ASSIGNED TASK
Below are records. Copy every line with "character" in it.

= = = = = = =

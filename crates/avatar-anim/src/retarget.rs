//! Motion retargeting
//!
//! Converts a motion clip authored for a motion-capture rig into an
//! equivalent clip on the normalized humanoid rig. Runs once per loaded
//! motion asset, ahead of playback, to populate the clip library.
//!
//! Rotation keyframes are re-expressed in the space difference between the
//! source bone's rest pose and the target's: premultiplied by the rest-world
//! rotation of the source joint's parent and multiplied by the inverse of
//! the joint's own rest-world rotation, so the result applied to the
//! target's rest pose reproduces the same world-space motion. Position
//! tracks are scaled by the hip-height ratio, and the hip track's horizontal
//! components are zeroed so retargeted motion never walks the character
//! around — only the vertical bob survives.

use std::collections::HashMap;

use glam::{Quat, Vec3};
use once_cell::sync::Lazy;
use serde::{Deserialize, Serialize};

use avatar_core::{AvatarRig, HumanBone, RigVersion};

use crate::clip::{AnimationClip, BoneTrack, TrackData};
use crate::AnimError;

/// Translation table from motion-capture rig bone names to normalized
/// humanoid bones. A source bone with no entry contributes nothing.
static MOCAP_BONE_MAP: Lazy<HashMap<&'static str, HumanBone>> = Lazy::new(|| {
    HashMap::from([
        ("mixamorigHips", HumanBone::Hips),
        ("mixamorigSpine", HumanBone::Spine),
        ("mixamorigSpine1", HumanBone::Chest),
        ("mixamorigSpine2", HumanBone::UpperChest),
        ("mixamorigNeck", HumanBone::Neck),
        ("mixamorigHead", HumanBone::Head),
        ("mixamorigLeftShoulder", HumanBone::LeftShoulder),
        ("mixamorigLeftArm", HumanBone::LeftUpperArm),
        ("mixamorigLeftForeArm", HumanBone::LeftLowerArm),
        ("mixamorigLeftHand", HumanBone::LeftHand),
        ("mixamorigRightShoulder", HumanBone::RightShoulder),
        ("mixamorigRightArm", HumanBone::RightUpperArm),
        ("mixamorigRightForeArm", HumanBone::RightLowerArm),
        ("mixamorigRightHand", HumanBone::RightHand),
        ("mixamorigLeftUpLeg", HumanBone::LeftUpperLeg),
        ("mixamorigLeftLeg", HumanBone::LeftLowerLeg),
        ("mixamorigLeftFoot", HumanBone::LeftFoot),
        ("mixamorigLeftToeBase", HumanBone::LeftToes),
        ("mixamorigRightUpLeg", HumanBone::RightUpperLeg),
        ("mixamorigRightLeg", HumanBone::RightLowerLeg),
        ("mixamorigRightFoot", HumanBone::RightFoot),
        ("mixamorigRightToeBase", HumanBone::RightToes),
    ])
});

/// One joint of the source rig at bind pose.
#[derive(Debug, Clone, Serialize, Deserialize)]
pub struct SourceJoint {
    /// Parent joint name; `None` for the root.
    pub parent: Option<String>,
    /// World-space rest rotation at bind pose.
    pub rest_world_rotation: Quat,
}

/// The source rig's bind pose, as decoded from the motion asset.
#[derive(Debug, Clone, Serialize, Deserialize)]
pub struct SourceSkeleton {
    pub joints: HashMap<String, SourceJoint>,
    /// Hip height above the source root at bind pose, in source units.
    pub hips_height: f32,
}

impl SourceSkeleton {
    fn rest_world_rotation(&self, joint: &str) -> Option<Quat> {
        self.joints.get(joint).map(|j| j.rest_world_rotation)
    }

    fn parent_rest_world_rotation(&self, joint: &str) -> Quat {
        self.joints
            .get(joint)
            .and_then(|j| j.parent.as_deref())
            .and_then(|p| self.rest_world_rotation(p))
            .unwrap_or(Quat::IDENTITY)
    }
}

/// One keyframe track of the source clip. `name` is the interchange-format
/// track path, `"<joint>.<property>"`; `values` is the flat keyframe array
/// (stride 4 for `quaternion` tracks, 3 for `position`).
#[derive(Debug, Clone, Serialize, Deserialize)]
pub struct SourceTrack {
    pub name: String,
    pub times: Vec<f32>,
    pub values: Vec<f32>,
}

/// A motion clip in the source rig's space.
#[derive(Debug, Clone, Serialize, Deserialize)]
pub struct SourceClip {
    pub name: String,
    pub duration: f32,
    pub tracks: Vec<SourceTrack>,
}

/// Retarget `clip` from `skeleton`'s rig onto the humanoid `rig`.
///
/// A clip in which no track resolves through the bone table yields an empty
/// clip, not an error; callers treat an empty clip as "no usable animation"
/// and skip assignment.
pub fn retarget(
    clip: &SourceClip,
    skeleton: &SourceSkeleton,
    rig: &AvatarRig,
) -> Result<AnimationClip, AnimError> {
    if skeleton.hips_height <= f32::EPSILON {
        return Err(AnimError::Retarget(format!(
            "source skeleton for '{}' has no measurable hip height",
            clip.name
        )));
    }
    let position_scale = rig.hips_height() / skeleton.hips_height;
    let legacy = rig.version() == RigVersion::V0;

    let mut tracks = Vec::new();
    for track in &clip.tracks {
        let Some((joint_name, property)) = track.name.split_once('.') else {
            tracing::warn!(track = %track.name, "unsplittable track name, skipping");
            continue;
        };
        let Some(&bone) = MOCAP_BONE_MAP.get(joint_name) else {
            continue;
        };
        let Some(rest_world) = skeleton.rest_world_rotation(joint_name) else {
            tracing::warn!(joint = joint_name, "joint missing from source skeleton, skipping");
            continue;
        };

        match property {
            "quaternion" => {
                let rest_inverse = rest_world.inverse();
                let parent_rest = skeleton.parent_rest_world_rotation(joint_name);
                let mut keys = Vec::with_capacity(track.times.len());
                for (k, &time) in track.times.iter().enumerate() {
                    let i = k * 4;
                    if i + 3 >= track.values.len() {
                        break;
                    }
                    let q = Quat::from_xyzw(
                        track.values[i],
                        track.values[i + 1],
                        track.values[i + 2],
                        track.values[i + 3],
                    );
                    let corrected = parent_rest * q * rest_inverse;
                    let mut out = corrected.to_array();
                    if legacy {
                        // Mirrored convention of humanoid metadata version 0:
                        // flip the components at even flat indices.
                        for (j, v) in out.iter_mut().enumerate() {
                            if j % 2 == 0 {
                                *v = -*v;
                            }
                        }
                    }
                    keys.push((time, Quat::from_array(out)));
                }
                let data = TrackData::Rotation(keys);
                if !data.is_empty() {
                    tracks.push(BoneTrack { bone, data });
                }
            }
            "position" => {
                let mut keys = Vec::with_capacity(track.times.len());
                for (k, &time) in track.times.iter().enumerate() {
                    let i = k * 3;
                    if i + 2 >= track.values.len() {
                        break;
                    }
                    let mut v = [track.values[i], track.values[i + 1], track.values[i + 2]];
                    if legacy {
                        // Version 0 flips every component except vertical.
                        v[0] = -v[0];
                        v[2] = -v[2];
                    }
                    let mut pos = Vec3::from_array(v) * position_scale;
                    if bone == HumanBone::Hips {
                        // Keep only the vertical bob; horizontal root motion
                        // must not translate the character.
                        pos.x = 0.0;
                        pos.z = 0.0;
                    }
                    keys.push((time, pos));
                }
                let data = TrackData::Position(keys);
                if !data.is_empty() {
                    tracks.push(BoneTrack { bone, data });
                }
            }
            other => {
                tracing::debug!(track = %track.name, property = other, "unsupported track property");
            }
        }
    }

    Ok(AnimationClip { name: clip.name.clone(), duration: clip.duration, tracks })
}

#[cfg(test)]
mod tests {
    use super::*;
    use std::f32::consts::FRAC_PI_2;

    fn identity_skeleton(hips_height: f32) -> SourceSkeleton {
        let mut joints = HashMap::new();
        joints.insert(
            "mixamorigHips".to_string(),
            SourceJoint { parent: None, rest_world_rotation: Quat::IDENTITY },
        );
        joints.insert(
            "mixamorigHead".to_string(),
            SourceJoint {
                parent: Some("mixamorigHips".to_string()),
                rest_world_rotation: Quat::IDENTITY,
            },
        );
        SourceSkeleton { joints, hips_height }
    }

    fn rotation_track(joint: &str, quats: &[Quat]) -> SourceTrack {
        SourceTrack {
            name: format!("{joint}.quaternion"),
            times: (0..quats.len()).map(|i| i as f32).collect(),
            values: quats.iter().flat_map(|q| q.to_array()).collect(),
        }
    }

    fn position_track(joint: &str, points: &[Vec3]) -> SourceTrack {
        SourceTrack {
            name: format!("{joint}.position"),
            times: (0..points.len()).map(|i| i as f32).collect(),
            values: points.iter().flat_map(|p| p.to_array()).collect(),
        }
    }

    #[test]
    fn test_unmapped_clip_yields_empty_clip() {
        let clip = SourceClip {
            name: "dance".to_string(),
            duration: 2.0,
            tracks: vec![rotation_track("pelvis_ctrl", &[Quat::IDENTITY])],
        };
        let rig = AvatarRig::humanoid(1.0, RigVersion::V1);
        let out = retarget(&clip, &identity_skeleton(1.0), &rig).unwrap();
        assert!(out.is_empty());
    }

    #[test]
    fn test_identity_rest_passes_rotations_through() {
        let q = Quat::from_rotation_y(0.7);
        let clip = SourceClip {
            name: "turn".to_string(),
            duration: 1.0,
            tracks: vec![rotation_track("mixamorigHead", &[q])],
        };
        let rig = AvatarRig::humanoid(1.0, RigVersion::V1);
        let out = retarget(&clip, &identity_skeleton(1.0), &rig).unwrap();

        let TrackData::Rotation(keys) = &out.tracks[0].data else { panic!("expected rotation") };
        assert!(keys[0].1.angle_between(q) < 1e-5);
        assert_eq!(out.tracks[0].bone, HumanBone::Head);
    }

    #[test]
    fn test_rest_pose_correction() {
        // Head rests rotated 90° about Y under an unrotated parent: the
        // corrected keyframe is parent_rest * q * rest⁻¹.
        let rest = Quat::from_rotation_y(FRAC_PI_2);
        let mut skeleton = identity_skeleton(1.0);
        skeleton.joints.get_mut("mixamorigHead").unwrap().rest_world_rotation = rest;

        let q = Quat::from_rotation_x(0.4);
        let clip = SourceClip {
            name: "nod".to_string(),
            duration: 1.0,
            tracks: vec![rotation_track("mixamorigHead", &[q])],
        };
        let rig = AvatarRig::humanoid(1.0, RigVersion::V1);
        let out = retarget(&clip, &skeleton, &rig).unwrap();

        let TrackData::Rotation(keys) = &out.tracks[0].data else { panic!("expected rotation") };
        let expected = q * rest.inverse();
        assert!(keys[0].1.angle_between(expected) < 1e-5);
    }

    #[test]
    fn test_position_scale_tracks_hip_ratio() {
        let p = Vec3::new(0.0, 2.0, 0.0);
        let clip = SourceClip {
            name: "bob".to_string(),
            duration: 1.0,
            tracks: vec![position_track("mixamorigHead", &[p])],
        };
        let skeleton = identity_skeleton(2.0);

        let rig_a = AvatarRig::humanoid(1.0, RigVersion::V1);
        let rig_b = AvatarRig::humanoid(3.0, RigVersion::V1);
        let out_a = retarget(&clip, &skeleton, &rig_a).unwrap();
        let out_b = retarget(&clip, &skeleton, &rig_b).unwrap();

        let TrackData::Position(keys_a) = &out_a.tracks[0].data else { panic!() };
        let TrackData::Position(keys_b) = &out_b.tracks[0].data else { panic!() };
        // Tripling the target hip height triples every output position.
        assert!((keys_b[0].1 - keys_a[0].1 * 3.0).length() < 1e-5);
    }

    #[test]
    fn test_hips_horizontal_motion_zeroed() {
        let clip = SourceClip {
            name: "walk".to_string(),
            duration: 1.0,
            tracks: vec![position_track("mixamorigHips", &[Vec3::new(5.0, 1.0, -3.0)])],
        };
        let rig = AvatarRig::humanoid(1.0, RigVersion::V1);
        let out = retarget(&clip, &identity_skeleton(1.0), &rig).unwrap();

        let TrackData::Position(keys) = &out.tracks[0].data else { panic!() };
        assert_eq!(keys[0].1.x, 0.0);
        assert_eq!(keys[0].1.z, 0.0);
        assert!((keys[0].1.y - 1.0).abs() < 1e-6);
    }

    #[test]
    fn test_legacy_version_sign_flips() {
        let q = Quat::from_xyzw(0.1, 0.2, 0.3, 0.927).normalize();
        let p = Vec3::new(1.0, 2.0, 3.0);
        let clip = SourceClip {
            name: "legacy".to_string(),
            duration: 1.0,
            tracks: vec![
                rotation_track("mixamorigHead", &[q]),
                position_track("mixamorigHead", &[p]),
            ],
        };
        let rig = AvatarRig::humanoid(1.0, RigVersion::V0);
        let out = retarget(&clip, &identity_skeleton(1.0), &rig).unwrap();

        let TrackData::Rotation(keys) = &out.tracks[0].data else { panic!() };
        let [x, y, z, w] = keys[0].1.to_array();
        assert!((x + q.x).abs() < 1e-6);
        assert!((y - q.y).abs() < 1e-6);
        assert!((z + q.z).abs() < 1e-6);
        assert!((w - q.w).abs() < 1e-6);

        let TrackData::Position(keys) = &out.tracks[1].data else { panic!() };
        assert!((keys[0].1 - Vec3::new(-1.0, 2.0, -3.0)).length() < 1e-6);
    }

    #[test]
    fn test_zero_hip_height_is_an_error() {
        let clip = SourceClip { name: "x".to_string(), duration: 1.0, tracks: vec![] };
        let rig = AvatarRig::humanoid(1.0, RigVersion::V1);
        assert!(retarget(&clip, &identity_skeleton(0.0), &rig).is_err());
    }
}
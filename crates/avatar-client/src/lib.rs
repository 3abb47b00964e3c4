//! External-service boundary for the avatar engine
//!
//! Every remote collaborator is a trait with an HTTP implementation and a
//! simple in-process implementation for testing:
//! - Chat completion (free text in, free text out, fallback on failure)
//! - Animation planning (reply text in, tolerant plan parsing, fallback plan)
//! - Speech synthesis (text in, decoded WAV out, `None` on failure)
//! - Speech recognition (event-driven, capability-flagged)
//!
//! No failure here is fatal: the worst case is a turn with no animation or
//! audio, never a crash.

pub mod chat;
pub mod planner;
pub mod speech;
pub mod tts;

pub use chat::{ChatService, FixedChatService, HttpChatService, FALLBACK_REPLY};
pub use planner::{parse_plan, AnimationPlanner};
pub use speech::{
    NullRecognizer, ScriptedRecognizer, SpeechError, SpeechEvent, SpeechRecognizer,
};
pub use tts::{HttpSpeechSynthesizer, SilentSynthesizer, SpeechSynthesizer, VoiceParams};

use thiserror::Error;

/// Client errors. These stay inside the implementations — the public trait
/// surfaces degrade to fallbacks instead of propagating.
#[derive(Error, Debug)]
pub enum ClientError {
    #[error("HTTP error: {0}")]
    Http(#[from] reqwest::Error),

    #[error("Malformed response: {0}")]
    Malformed(String),
}

impl From<ClientError> for avatar_core::Error {
    fn from(err: ClientError) -> Self {
        avatar_core::Error::Client(err.to_string())
    }
}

= = = = = = =

REPLY
//! components are zeroed so retargeted motion never walks the character
                        // must not translate the character.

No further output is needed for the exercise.